• WHAT IS REQUIRED: Please filter the data below down to the lines holding the string "backoff".

** Opening EXERCISE INPUT block **

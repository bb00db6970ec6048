//! Fixed-size worker pool that drains the shared point queue.
//!
//! ## Purpose
//!
//! This module distributes every point index of a store across a bounded
//! pool of worker threads. Each worker visits points, seeds clusters from
//! unvisited core points and expands them in place.
//!
//! ## Design notes
//!
//! * **Bounded creation**: The pool owns exactly `max_concurrency` threads,
//!   built once with `rayon::ThreadPoolBuilder`; no task object is created
//!   per point.
//! * **Shared queue**: All indices are pushed into a `crossbeam_deque`
//!   injector before the workers start; a worker exits when it finds the
//!   queue empty.
//! * **Buffer reuse**: Each worker owns its neighbor buffer and frontier.
//! * **Abort**: The first worker to fail raises a shared flag; the others
//!   stop at their next queue or frontier pop.
//!
//! ## Key concepts
//!
//! * **Seed**: An unvisited, unlabeled core point popped from the queue; it
//!   receives a fresh cluster id. An unvisited core point that an expansion
//!   already claimed is expanded under its owner's id instead.
//! * **Cancellation**: Checked only before popping the queue, so in-flight
//!   expansions always complete.
//!
//! ## Invariants
//!
//! * Every index is popped from the queue at most once.
//! * A cluster id is issued only for a point whose visit this worker won and
//!   that no cluster had claimed when the worker read its label.
//!
//! ## Non-goals
//!
//! * This module does not merge clusters or build results (see the executor).

use std::sync::atomic::{AtomicBool, Ordering};

use crossbeam_deque::{Injector, Steal};
use num_traits::Float;
use rayon::{ThreadPool, ThreadPoolBuilder};
use tracing::{Span, debug, warn};

use crate::algorithms::expansion::{ClusterExpander, ExpansionLog, ExpansionScratch};
use crate::math::neighborhood::RangeQuery;
use crate::primitives::cancel::CancellationToken;
use crate::primitives::errors::DbscanError;
use crate::primitives::label::{ClusterIdGenerator, Label};
use crate::primitives::store::PointStore;

// ============================================================================
// Worker Report
// ============================================================================

/// What one worker did during a run.
#[derive(Debug, Clone, Default)]
pub struct WorkerReport {
    /// Pool index of the worker.
    pub worker: usize,
    /// Indices popped from the shared queue.
    pub dispatched: usize,
    /// Clusters seeded by this worker.
    pub seeded: usize,
    /// Expansion counters and core-point conflicts.
    pub log: ExpansionLog,
}

// ============================================================================
// Scheduler
// ============================================================================

/// Bounded pool of clustering workers.
#[derive(Debug)]
pub struct Scheduler {
    pool: ThreadPool,
    workers: usize,
}

impl Scheduler {
    /// Start a pool of `max_concurrency` worker threads.
    pub fn new(max_concurrency: usize) -> Result<Self, DbscanError> {
        if max_concurrency == 0 {
            return Err(DbscanError::InvalidConcurrency(max_concurrency));
        }

        let pool = ThreadPoolBuilder::new()
            .num_threads(max_concurrency)
            .thread_name(|idx| format!("fastdbscan-worker-{}", idx))
            .build()
            .map_err(|e| DbscanError::ThreadPool(e.to_string()))?;

        Ok(Self {
            pool,
            workers: max_concurrency,
        })
    }

    /// Number of worker threads.
    pub fn workers(&self) -> usize {
        self.workers
    }

    /// Process every point of `store` and return one report per worker.
    ///
    /// Blocks until all workers have drained the queue. Fails with the first
    /// worker error, or with [`DbscanError::Cancelled`] if `cancel` stopped
    /// dispatch before the queue was empty.
    pub fn run<T, Q>(
        &self,
        store: &PointStore<T>,
        finder: &Q,
        min_pts: usize,
        ids: &ClusterIdGenerator,
        cancel: Option<&CancellationToken>,
    ) -> Result<Vec<WorkerReport>, DbscanError>
    where
        T: Float + Send + Sync,
        Q: RangeQuery,
    {
        let queue = Injector::new();
        for index in 0..store.len() {
            queue.push(index);
        }

        let abort = AtomicBool::new(false);
        let expander = ClusterExpander::new(store, finder, min_pts);
        let span = Span::current();

        let outcomes = self.pool.broadcast(|ctx| {
            span.in_scope(|| {
                let worker = Worker {
                    index: ctx.index(),
                    queue: &queue,
                    store,
                    finder,
                    expander: &expander,
                    ids,
                    abort: &abort,
                    cancel,
                };
                worker.drain()
            })
        });

        let mut reports = Vec::with_capacity(outcomes.len());
        for outcome in outcomes {
            reports.push(outcome?);
        }

        if !queue.is_empty() {
            warn!("clustering cancelled with points still queued");
            return Err(DbscanError::Cancelled);
        }

        Ok(reports)
    }
}

// ============================================================================
// Worker
// ============================================================================

struct Worker<'a, T, Q> {
    index: usize,
    queue: &'a Injector<usize>,
    store: &'a PointStore<T>,
    finder: &'a Q,
    expander: &'a ClusterExpander<'a, T, Q>,
    ids: &'a ClusterIdGenerator,
    abort: &'a AtomicBool,
    cancel: Option<&'a CancellationToken>,
}

impl<T, Q> Worker<'_, T, Q>
where
    T: Float + Send + Sync,
    Q: RangeQuery,
{
    fn drain(&self) -> Result<WorkerReport, DbscanError> {
        let mut report = WorkerReport {
            worker: self.index,
            ..WorkerReport::default()
        };
        let mut scratch = ExpansionScratch::new();
        let mut seeds = Vec::new();

        loop {
            if self.abort.load(Ordering::Relaxed) || self.cancel.is_some_and(|c| c.is_cancelled())
            {
                break;
            }

            let index = match self.queue.steal() {
                Steal::Success(index) => index,
                Steal::Empty => break,
                Steal::Retry => continue,
            };
            report.dispatched += 1;

            if let Err(err) = self.process(index, &mut seeds, &mut scratch, &mut report) {
                self.abort.store(true, Ordering::Relaxed);
                warn!(worker = self.index, point = index, error = %err, "worker aborted run");
                return Err(err);
            }
        }

        debug!(
            worker = self.index,
            dispatched = report.dispatched,
            seeded = report.seeded,
            "worker finished"
        );
        Ok(report)
    }

    fn process(
        &self,
        index: usize,
        seeds: &mut Vec<usize>,
        scratch: &mut ExpansionScratch,
        report: &mut WorkerReport,
    ) -> Result<(), DbscanError> {
        if !self.store.try_visit(index) {
            return Ok(());
        }

        self.finder.range_query(index, seeds)?;
        report.log.neighbor_queries += 1;

        if !self.expander.is_core(seeds.len()) {
            // Upgraded later if a cluster reaches this point.
            self.store.mark_noise(index);
            return Ok(());
        }

        self.store.mark_core(index);
        // Already reached by an expansion: grow that cluster instead of a new one.
        let id = match self.store.label(index) {
            Label::Cluster(owner) => owner,
            Label::Unlabeled | Label::Noise => {
                let id = self.ids.next_id();
                report.seeded += 1;
                debug!(
                    cluster = id.get(),
                    seed = index,
                    neighbors = seeds.len(),
                    "seeded cluster"
                );
                id
            }
        };

        self.expander
            .expand(index, id, seeds, scratch, &mut report.log, self.abort)
    }
}
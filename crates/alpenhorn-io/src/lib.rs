pub mod group;
pub mod lfs;
pub mod node;

pub use group::{GroupIo, GroupIoClass, PullOutcome};
pub use node::{CheckResult, NodeIo, NodeIoClass, RemoteNode};
//! Entry point: configuration, logging, the database pool, and the
//! top-level run loop.

mod cli;
mod io_factory;

use std::process::ExitCode;
use std::sync::Arc;
use std::time::Duration;

use clap::Parser;
use diesel::prelude::*;
use diesel_async::AsyncConnection;

use alpenhorn_common::config::{self, Config};
use alpenhorn_common::extensions::validate_known;
use alpenhorn_common::{logging, metrics};
use alpenhorn_daemon::HostUpdateLoop;
use alpenhorn_db::pool::{self, DbPool};
use cli::{Cli, Command, DbCommand};

fn main() -> ExitCode {
    let cli = Cli::parse();

    let config = match config::load(cli.conf.as_deref()) {
        Ok(c) => c,
        Err(e) => {
            eprintln!("alpenhornd: configuration error: {e}");
            return ExitCode::from(2);
        }
    };

    if let Err(e) = logging::init(&config.logging) {
        eprintln!("alpenhornd: failed to initialise logging: {e}");
        return ExitCode::from(2);
    }

    const KNOWN_EXTENSIONS: &[&str] = &[];
    if let Err(e) = validate_known(&config.extensions, KNOWN_EXTENSIONS) {
        tracing::error!(error = %e, "unknown extension requested in configuration");
        return ExitCode::from(2);
    }

    let runtime = match tokio::runtime::Builder::new_multi_thread().enable_all().build() {
        Ok(rt) => rt,
        Err(e) => {
            tracing::error!(error = %e, "failed to start async runtime");
            return ExitCode::from(2);
        }
    };

    match cli.command {
        Command::Db { command: DbCommand::Init } => runtime.block_on(db_init(&config)),
        Command::Run { once } => runtime.block_on(run(config, once)),
    }
}

async fn db_init(config: &Config) -> ExitCode {
    use diesel_migrations::MigrationHarness;

    let url = config.database.url.clone();
    let result = tokio::task::spawn_blocking(move || -> Result<(), String> {
        let mut conn = diesel::pg::PgConnection::establish(&url).map_err(|e| e.to_string())?;
        conn.run_pending_migrations(alpenhorn_db::MIGRATIONS)
            .map(|_| ())
            .map_err(|e| e.to_string())
    })
    .await;

    match result {
        Ok(Ok(())) => {
            tracing::info!("database schema initialised");
            ExitCode::SUCCESS
        }
        Ok(Err(e)) => {
            tracing::error!(error = %e, "migration failed");
            ExitCode::from(2)
        }
        Err(e) => {
            tracing::error!(error = %e, "migration task panicked");
            ExitCode::from(2)
        }
    }
}

/// Retry the initial pool connection with exponential backoff, since the
/// database may not be up yet when the daemon starts (e.g. both are
/// brought up together by an orchestrator). Subsequent per-worker
/// reconnects after a transient error are handled separately by the
/// worker pool's respawn logic, not this helper.
async fn connect_with_retry(database_url: &str) -> alpenhorn_db::Result<DbPool> {
    let policy = backoff::ExponentialBackoffBuilder::new()
        .with_max_elapsed_time(Some(Duration::from_secs(60)))
        .build();

    backoff::future::retry(policy, || async {
        pool::connect(database_url).await.map_err(|e| {
            tracing::warn!(error = %e, "database connection attempt failed, retrying");
            backoff::Error::transient(e)
        })
    })
    .await
}

async fn run(config: Config, once: bool) -> ExitCode {
    let db_pool: DbPool = match connect_with_retry(&config.database.url).await {
        Ok(p) => p,
        Err(e) => {
            tracing::error!(error = %e, "failed to connect to database after retrying");
            return ExitCode::from(2);
        }
    };

    {
        let mut conn = match db_pool.get().await {
            Ok(c) => c,
            Err(e) => {
                tracing::error!(error = %e, "failed to acquire a database connection");
                return ExitCode::from(2);
            }
        };
        if let Err(e) = pool::check_schema_version(&mut conn).await {
            tracing::error!(error = %e, "schema check failed");
            return ExitCode::from(2);
        }
    }

    let host = config
        .daemon
        .host
        .clone()
        .unwrap_or_else(|| gethostname::gethostname().to_string_lossy().into_owned());

    if config.daemon.prom_client_port > 0 {
        let port = config.daemon.prom_client_port;
        tokio::spawn(async move {
            if let Err(e) = metrics::serve(port).await {
                tracing::error!(error = %e, "metrics server exited");
            }
        });
    }

    let mut update_loop = HostUpdateLoop::new(
        db_pool,
        host,
        config.daemon.clone(),
        Box::new(io_factory::BuiltinNodeFactory),
        Box::new(io_factory::BuiltinGroupFactory),
        Vec::new(),
    );

    let step = |task: &Arc<alpenhorn_scheduler::Task>| {
        alpenhorn_scheduler::pool::execute(
            task,
            |t| {
                let finished = t.run();
                match t.take_error() {
                    None => Ok(finished),
                    Some(transient) => Err(transient),
                }
            },
            |transient: &bool| *transient,
        )
    };
    let pool = alpenhorn_scheduler::WorkerPool::new(config.daemon.num_workers as usize, update_loop.queue.clone(), step);
    if let Err(e) = alpenhorn_scheduler::pool::install_resize_signals(pool.clone()) {
        tracing::warn!(error = %e, "failed to install SIGUSR1/SIGUSR2 worker-resize handlers");
    }

    let update_interval = Duration::from_secs(config.daemon.update_interval);
    let mut sigterm = tokio::signal::unix::signal(tokio::signal::unix::SignalKind::terminate())
        .expect("failed to install SIGTERM handler");

    loop {
        let started = std::time::Instant::now();

        pool.check();

        if let Err(e) = update_loop.run_once().await {
            tracing::error!(error = %e, "update pass failed");
            alpenhorn_scheduler::trigger_global_abort();
        }

        if alpenhorn_scheduler::global_abort() {
            tracing::warn!("global abort set; exiting");
            pool.shutdown();
            return ExitCode::from(1);
        }

        if once {
            tracing::info!("once mode: single pass complete");
            pool.shutdown();
            return ExitCode::SUCCESS;
        }

        let elapsed = started.elapsed();
        let remaining = update_interval.saturating_sub(elapsed);

        tokio::select! {
            _ = tokio::time::sleep(remaining) => {}
            _ = tokio::signal::ctrl_c() => {
                tracing::info!("received interrupt; shutting down cleanly");
                pool.shutdown();
                return ExitCode::SUCCESS;
            }
            _ = sigterm.recv() => {
                tracing::info!("received SIGTERM; shutting down cleanly");
                pool.shutdown();
                return ExitCode::SUCCESS;
            }
        }
    }
}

** Closing EXERCISE INPUT block **

• SOLUTION BELOW:
/// Retry the initial pool connection with exponential backoff, since the
    let policy = backoff::ExponentialBackoffBuilder::new()
    backoff::future::retry(policy, || async {
            backoff::Error::transient(e)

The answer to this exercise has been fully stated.